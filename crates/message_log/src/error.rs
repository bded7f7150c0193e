use session_backend::ConnectionState;
use thiserror::Error;

#[derive(Debug, Clone, PartialEq, Eq, Error)]
pub enum MessageLogError {
    #[error("cannot clear the message log while the transport is {state}")]
    TransportActive { state: ConnectionState },

    #[error("cannot seed a message log that already holds {len} messages")]
    NotEmpty { len: usize },
}
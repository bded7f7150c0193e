//! Tracing subscriber setup for hosts that do not install their own.

use tracing_subscriber::EnvFilter;

/// Default directive used when `RUST_LOG` is unset or invalid.
pub const DEFAULT_FILTER: &str = "info";

/// Installs a global fmt subscriber filtered by `RUST_LOG`.
///
/// Returns `false` when a global subscriber was already set; calling this
/// more than once is harmless.
pub fn init_tracing() -> bool {
    let filter = EnvFilter::try_from_default_env().unwrap_or_else(|_| EnvFilter::new(DEFAULT_FILTER));
    tracing_subscriber::fmt()
        .with_env_filter(filter)
        .try_init()
        .is_ok()
}
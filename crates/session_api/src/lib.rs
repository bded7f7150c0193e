//! Transport-only client primitives for the session REST API and socket wire.
//!
//! This crate owns request building, response decoding, URL derivation and
//! socket frame normalization. It holds no session state and knows nothing
//! about the sync core's domain types; adapters translate its payloads.

pub mod client;
pub mod config;
pub mod error;
pub mod frames;
pub mod headers;
pub mod payload;
pub mod retry;
pub mod timestamp;
pub mod url;

pub use client::SessionApiClient;
pub use config::SessionApiConfig;
pub use error::SessionApiError;
pub use frames::{parse_socket_frame, SocketFrame};
pub use url::{normalize_base_url, socket_url};
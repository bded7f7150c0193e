//! Session-scoped sync state machine.
//!
//! [`SyncApp`] never performs I/O. It asks a [`SyncHost`] to start work and is
//! later fed the results as continuations tagged with the generation (session
//! entries) or epoch (uploads) they were started under. Continuations carrying
//! an outdated tag are dropped.

use std::time::Duration;

use message_log::{reconcile_history, LogEntry, MessageLog, DEFAULT_BUCKET_WIDTH};
use session_backend::{
    BackendError, ConnectionState, DatasetSummary, Envelope, Message, OutboundFrame, Session,
    SessionId, SessionSummary, TransportError, UploadFile,
};
use time::OffsetDateTime;
use tracing::{debug, error, info, warn};

use crate::controller::{ResolvedSession, SessionController, SessionOrigin, SessionRequest};
use crate::error::{SessionResolutionError, UploadError};
use crate::transport::TransportEvent;
use crate::upload::{SubmitOutcome, UploadCoordinator, UploadOutcome, UploadState, UploadTicket};

pub type Generation = u64;

const NOT_CONNECTED_ERROR: &str = "Not connected; message was not sent";

/// Reactive view handed to the UI layer.
#[derive(Debug, Clone, PartialEq)]
pub struct Snapshot {
    pub session: Option<Session>,
    pub messages: Vec<LogEntry>,
    pub connection: ConnectionState,
    pub connection_open: bool,
    pub busy: bool,
    pub last_error: Option<String>,
    pub upload_pending: Vec<String>,
    pub upload_progress: u8,
    pub upload_state: UploadState,
    /// Set when the last session entry failed; the UI returns to a session-less view.
    pub redirect_to_lobby: bool,
}

impl Default for Snapshot {
    fn default() -> Self {
        Self {
            session: None,
            messages: Vec::new(),
            connection: ConnectionState::Idle,
            connection_open: false,
            busy: false,
            last_error: None,
            upload_pending: Vec::new(),
            upload_progress: 0,
            upload_state: UploadState::Idle,
            redirect_to_lobby: false,
        }
    }
}

impl Snapshot {
    pub fn contents(&self) -> Vec<&str> {
        self.messages
            .iter()
            .map(|entry| entry.message.content.as_str())
            .collect()
    }
}

/// Side effects requested by [`SyncApp`].
pub trait SyncHost {
    /// Begin a clean transport shutdown; answered by [`SyncApp::on_transport_closed`].
    fn close_transport(&mut self);
    /// Answered by [`SyncApp::on_session_resolved`].
    fn resolve_session(&mut self, generation: Generation, request: SessionRequest);
    fn open_transport(
        &mut self,
        generation: Generation,
        session_id: &SessionId,
    ) -> Result<(), TransportError>;
    fn send_frame(&mut self, frame: OutboundFrame) -> bool;
    fn connection_state(&self) -> ConnectionState;
    /// Answered by [`SyncApp::on_upload_progress`] and [`SyncApp::on_upload_finished`].
    fn start_upload(&mut self, session_id: SessionId, ticket: UploadTicket);
    /// Stop forwarding progress of the in-flight upload, if any.
    fn detach_upload(&mut self);
    fn publish(&mut self, snapshot: Snapshot);
}

#[derive(Debug, Clone, PartialEq, Eq)]
enum Phase {
    Detached,
    /// Waiting for the previous connection to reach `idle`.
    Closing { next: Option<SessionRequest> },
    Resolving,
    Active,
}

#[derive(Debug)]
pub struct SyncApp {
    generation: Generation,
    phase: Phase,
    controller: SessionController,
    log: MessageLog,
    uploads: UploadCoordinator,
    connection: ConnectionState,
    busy: bool,
    last_error: Option<String>,
    redirect_to_lobby: bool,
}

impl Default for SyncApp {
    fn default() -> Self {
        Self::new(UploadCoordinator::default(), DEFAULT_BUCKET_WIDTH)
    }
}

impl SyncApp {
    pub fn new(uploads: UploadCoordinator, dedup_bucket: Duration) -> Self {
        Self {
            generation: 0,
            phase: Phase::Detached,
            controller: SessionController::new(),
            log: MessageLog::new(None).with_bucket_width(dedup_bucket),
            uploads,
            connection: ConnectionState::Idle,
            busy: false,
            last_error: None,
            redirect_to_lobby: false,
        }
    }

    pub fn generation(&self) -> Generation {
        self.generation
    }

    pub fn session(&self) -> Option<&Session> {
        self.controller.current()
    }

    pub fn current_session_id(&self) -> Option<&SessionId> {
        match self.phase {
            Phase::Active => self.controller.current_id(),
            Phase::Detached | Phase::Closing { .. } | Phase::Resolving => None,
        }
    }

    pub fn cached_sessions(&self) -> &[SessionSummary] {
        self.controller.cached_sessions()
    }

    pub fn log(&self) -> &MessageLog {
        &self.log
    }

    pub fn uploads(&self) -> &UploadCoordinator {
        &self.uploads
    }

    pub fn last_error(&self) -> Option<&str> {
        self.last_error.as_deref()
    }

    pub fn snapshot(&self) -> Snapshot {
        Snapshot {
            session: self.controller.current().cloned(),
            messages: self.log.entries().to_vec(),
            connection: self.connection,
            connection_open: self.connection.is_open(),
            busy: self.busy,
            last_error: self.last_error.clone(),
            upload_pending: self.uploads.pending_names(),
            upload_progress: self.uploads.progress_percent(),
            upload_state: self.uploads.state(),
            redirect_to_lobby: self.redirect_to_lobby,
        }
    }

    /// Navigates to a session (`None` leaves the current one).
    ///
    /// Bumps the generation, detaches any upload and closes the transport.
    /// The new session is resolved only once the old connection is `idle`.
    /// Pending upload files are kept only when the same session is entered
    /// again.
    pub fn enter_session(&mut self, request: Option<SessionRequest>, host: &mut dyn SyncHost) {
        self.generation += 1;
        info!(
            generation = self.generation,
            request = request.as_ref().map_or("leave", SessionRequest::label),
            "entering session"
        );

        let same_session = matches!(
            &request,
            Some(SessionRequest::Resume(id)) if self.controller.current_id() == Some(id)
        );
        if same_session {
            self.uploads.detach();
        } else {
            self.uploads.teardown();
        }
        host.detach_upload();
        self.busy = false;
        self.last_error = None;
        self.redirect_to_lobby = false;

        if let Phase::Closing { next } = &mut self.phase {
            *next = request;
        } else if host.connection_state().is_quiescent() {
            self.start_resolution(request, host);
        } else {
            self.phase = Phase::Closing { next: request };
            host.close_transport();
        }
        host.publish(self.snapshot());
    }

    pub fn on_transport_closed(&mut self, host: &mut dyn SyncHost) {
        let Phase::Closing { next } = &mut self.phase else {
            debug!("transport closed outside a session switch");
            return;
        };
        let next = next.take();
        self.connection = host.connection_state();
        self.start_resolution(next, host);
        host.publish(self.snapshot());
    }

    fn start_resolution(&mut self, request: Option<SessionRequest>, host: &mut dyn SyncHost) {
        self.controller.clear();
        if let Err(error) = self.log.reset(None, host.connection_state()) {
            error!(%error, "message log reset refused");
        }

        match request {
            Some(request) => {
                self.phase = Phase::Resolving;
                host.resolve_session(self.generation, request);
            }
            None => self.phase = Phase::Detached,
        }
    }

    /// Seeds the log and opens the transport for the resolved session.
    pub fn on_session_resolved(
        &mut self,
        generation: Generation,
        result: Result<ResolvedSession, SessionResolutionError>,
        now: OffsetDateTime,
        host: &mut dyn SyncHost,
    ) {
        if generation != self.generation || self.phase != Phase::Resolving {
            debug!(generation, current = self.generation, "discarding stale session resolution");
            return;
        }

        let resolved = match result {
            Ok(resolved) => resolved,
            Err(error) => {
                warn!(%error, "session resolution failed");
                self.phase = Phase::Detached;
                self.redirect_to_lobby = true;
                self.last_error = Some(error.to_string());
                host.publish(self.snapshot());
                return;
            }
        };

        let ResolvedSession {
            session,
            history,
            origin,
        } = resolved;
        let seed = match origin {
            SessionOrigin::Created => Vec::new(),
            SessionOrigin::Resumed => {
                let seed = reconcile_history(history, session.bound_dataset(), now);
                debug!(session_id = %session.id, seed = seed.label(), "history reconciled");
                seed.into_messages()
            }
        };

        let session_id = session.id.clone();
        let seeded = self
            .log
            .reset(Some(session_id.clone()), host.connection_state())
            .and_then(|()| self.log.seed(seed));
        if let Err(error) = seeded {
            error!(%error, "message log could not be seeded");
            self.phase = Phase::Detached;
            self.last_error = Some(error.to_string());
            host.publish(self.snapshot());
            return;
        }
        self.controller.install(session);
        self.phase = Phase::Active;

        if let Err(error) = host.open_transport(self.generation, &session_id) {
            warn!(%error, "transport open refused");
            self.last_error = Some(error.to_string());
        }
        self.connection = host.connection_state();
        host.publish(self.snapshot());
    }

    /// Connection state is global; envelopes and failures only count for the
    /// generation whose transport produced them.
    pub fn on_transport_event(
        &mut self,
        generation: Generation,
        event: TransportEvent,
        host: &mut dyn SyncHost,
    ) {
        match event {
            TransportEvent::StateChanged(state) => {
                self.connection = state;
                if !state.is_open() {
                    self.busy = false;
                }
            }
            TransportEvent::Envelope(envelope) => {
                if !self.accepts(generation) {
                    debug!(generation, "discarding envelope from stale transport");
                    return;
                }
                self.ingest(envelope);
            }
            TransportEvent::Failed(error) => {
                if !self.accepts(generation) {
                    return;
                }
                self.last_error = Some(error.to_string());
            }
        }
        host.publish(self.snapshot());
    }

    fn accepts(&self, generation: Generation) -> bool {
        generation == self.generation && self.phase == Phase::Active
    }

    fn ingest(&mut self, envelope: Envelope) {
        match envelope {
            Envelope::Message(message) => {
                self.log.append(message);
            }
            Envelope::Status { busy } => self.busy = busy,
            Envelope::Error { description } => {
                warn!(%description, "server reported an error");
                self.last_error = Some(description);
            }
            Envelope::KeepAlive => {}
        }
    }

    /// Sends and optimistically appends. Nothing is appended when the
    /// transport is not open.
    pub fn send_user_message(&mut self, text: &str, now: OffsetDateTime, host: &mut dyn SyncHost) {
        let content = text.trim();
        if content.is_empty() {
            return;
        }

        let sent = self.phase == Phase::Active
            && host.send_frame(OutboundFrame::UserMessage {
                content: content.to_string(),
            });
        if sent {
            self.log.append(Message::user_text(content, now));
            self.last_error = None;
        } else {
            self.last_error = Some(NOT_CONNECTED_ERROR.to_string());
        }
        host.publish(self.snapshot());
    }

    pub fn submit_files(&mut self, files: Vec<UploadFile>, host: &mut dyn SyncHost) -> SubmitOutcome {
        let outcome = self.uploads.submit(files);
        host.publish(self.snapshot());
        outcome
    }

    pub fn remove_file(&mut self, index: usize, host: &mut dyn SyncHost) -> Option<UploadFile> {
        let removed = self.uploads.remove(index);
        if removed.is_some() {
            host.publish(self.snapshot());
        }
        removed
    }

    pub fn start_upload(&mut self, host: &mut dyn SyncHost) -> Result<(), UploadError> {
        let session_id = self.current_session_id().cloned();
        let ticket = match self.uploads.begin(session_id.as_ref()) {
            Ok(ticket) => ticket,
            Err(error) => {
                self.last_error = Some(error.to_string());
                host.publish(self.snapshot());
                return Err(error);
            }
        };

        if let Some(session_id) = session_id {
            host.start_upload(session_id, ticket);
        }
        self.last_error = None;
        host.publish(self.snapshot());
        Ok(())
    }

    pub fn on_upload_progress(&mut self, epoch: u64, sent: u64, total: u64, host: &mut dyn SyncHost) {
        if self.uploads.record_progress(epoch, sent, total) {
            host.publish(self.snapshot());
        }
    }

    /// Commits the dataset binding and appends the synthetic burst, or keeps
    /// the queue and reports the error.
    pub fn on_upload_finished(
        &mut self,
        epoch: u64,
        result: Result<DatasetSummary, BackendError>,
        now: OffsetDateTime,
        host: &mut dyn SyncHost,
    ) {
        let Some(outcome) = self.uploads.finish(epoch, result, now) else {
            return;
        };

        match outcome {
            UploadOutcome::Succeeded {
                dataset,
                files,
                messages,
            } => {
                self.controller.bind_dataset(dataset, &files);
                // Every burst lands, even when an earlier upload produced the
                // same text within one dedup bucket.
                for message in messages {
                    self.log.append_distinct(message);
                }
            }
            UploadOutcome::Failed(error) => {
                self.last_error = Some(error.to_string());
            }
        }
        host.publish(self.snapshot());
    }

    pub fn on_sessions_listed(&mut self, result: &Result<Vec<SessionSummary>, BackendError>) {
        self.controller.record_listing(result);
    }

    /// Installs an updated session unless the user has navigated away since.
    pub fn on_settings_updated(&mut self, generation: Generation, session: Session, host: &mut dyn SyncHost) {
        if !self.accepts(generation) {
            debug!(generation, "discarding stale settings update");
            return;
        }
        if self.controller.apply_settings(session) {
            host.publish(self.snapshot());
        }
    }
}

——————————

Everything above from the line containing "work and is" through the line containing "under. Continuations carrying" must be copied exactly. Nothing outside that range belongs in the answer.

//! [`SyncApp`] never performs I/O. It asks a [`SyncHost`] to start work and is
//! later fed the results as continuations tagged with the generation (session
//! entries) or epoch (uploads) they were started under. Continuations carrying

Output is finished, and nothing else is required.